Regierungsrat
Glarner-Vorstoss: Aargauer Kreiselbuch kostet knapp 200'000 Franken

SVP-Grossrat Andreas Glarner witterte im Kreiselbuch ein teures Abschiedsgeschenk für Baudirektor Peter C. Beyeler. Nun beantwortete der Regierungsrat seine Interpellation und stellt klar, dass das Werk vielmehr ein Geschenk an die Gemeinden sei.

Manuel Bühlmann
Drucken
Teilen
140 Kreisel entstanden in der Amtszeit des abgetretenen Baudirektors Beyeler: Darunter auch der im August 2012 in Möriken-Wildegg eingeweihte Kreisel. Silvan Hartmann

140 Kreisel entstanden in der Amtszeit des abgetretenen Baudirektors Beyeler: Darunter auch der im August 2012 in Möriken-Wildegg eingeweihte Kreisel. Silvan Hartmann

Silvan Hartmann

«Nein, dieses Buch erscheint jetzt nicht, weil ich bald pensioniert werde», hatte Peter C. Beyeler an der Buchvernissage im Februar kurz vor Ende seiner Amtszeit betont.

Die Aargauer Regierung teilt diese Meinung. In der Antwort auf einen Vorstoss von SVP-Grossrat Andreas Glarner zum Kreiselbuch schreibt sie: «Das Buch «(K)Reise durch den Aargau» ist kein Abschiedsgeschenk für Regierungsrat Peter C. Beyeler.»

Damit widerspricht der Regierungsrat Glarner. Dieser schrieb in seiner Interpellation, dass im Verwaltungsgebäude Buchenhof das Kreiselbuch ganz offiziell als Abschiedsgeschenk für Beyeler gelte. Darüber hinaus wollte der SVP-Politiker wissen, ob der Regierungsrat Geschenke dieser Art für angemessen halte.

Das Buch erfülle eine wichtige dokumentarische Funktion und sei zudem ein Geschenk an die Gemeinden, die für den Schmuck der Kreisel zuständig seien, antwortet der Regierungsrat.

Statt für jedes grössere Projekt eine eigene Publikation herauszugeben wie dies im Hochbau üblich sei, habe die Leitung des Departements Bau, Verkehr und Umwelt entschieden, alle Kreisel gemeinsam zu dokumentieren.

Das Budget für das Buchprojekt betrug knapp 200'000 Franken. Den ganzen Betrag bezahlte der Kanton Aargau aus der Strassenkasse, wohin die Einnahmen aus dem Buchverkauf zurück fliessen.

Gemäss Regierungsrat deuten die bereits vorliegenden Abrechnungen darauf hin, dass der Budgetrahmen nicht ausgeschöpft werde.

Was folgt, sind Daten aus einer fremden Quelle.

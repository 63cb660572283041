#![deny(
    unsafe_code,
    warnings,
    dead_code,
    unused,
    unused_imports,
    unused_must_use,
    unreachable_pub,
    clippy::all,
    clippy::pedantic,
    clippy::cargo,
    rustdoc::broken_intra_doc_links,
    rustdoc::bare_urls,
    missing_docs
)]
#![allow(clippy::module_name_repetitions)]
#![allow(clippy::multiple_crate_versions)]
#![allow(clippy::unused_async)]
#![allow(unexpected_cfgs)]

//! Torrent engine core: session runtime, registry, and the alert-driven
//! event pump over an exchangeable peer-protocol backend.
//!
//! Layout: `session/` (backend traits + stub), `engine.rs` (public façade),
//! `registry.rs` (infohash-keyed entry map), `pump.rs` (alert pump + stats
//! aggregator), `alert.rs` (sealed alert contract), `convert.rs` (boundary
//! conversions), `diskspace.rs` (admission free-space probe).

/// Sealed alert contract between session and pump.
pub mod alert;
mod convert;
mod diskspace;
/// Public engine façade.
pub mod engine;
mod pump;
mod registry;
/// Session backend traits and the in-memory stub.
pub mod session;

pub use alert::{Alert, StatsCounters};
pub use engine::TorrentEngine;
pub use session::{
    AddParams, AddSource, HandleFile, HandleStatus, ProtocolHandle, ProtocolSession, SettingsPack,
    StubSession, TorrentHandle,
};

Wie deutlich das Budget letztlich unterschritten wird, gibt der Kanton noch nicht bekannt.

Je ein Stück der 2000 gedruckten Exemplare ging an die Gemeinden mit einem Kreisel.

Die restlichen Bücher sollen verkauft werden. Die Kosten für die Beantwortung des Vorstosses betragen rund 1000 Franken.

Im 160-seitigen Werk sind die meisten Kreisel durch eine Luftaufnahme dokumentiert – fotografiert mit einer kleinen ferngesteuerten Drohne.

Zum Zeitpunkt des Buchdrucks waren es knapp 150 Kreisel, inzwischen ist diese Marke bereits überschritten worden.

Der Bau von 140 Kreiseln fiel in die 13-jährige Amtszeit Peter C. Beyelers, was ihm die Übernamen Kreisel-König und Kreisel-Peter einbrachte.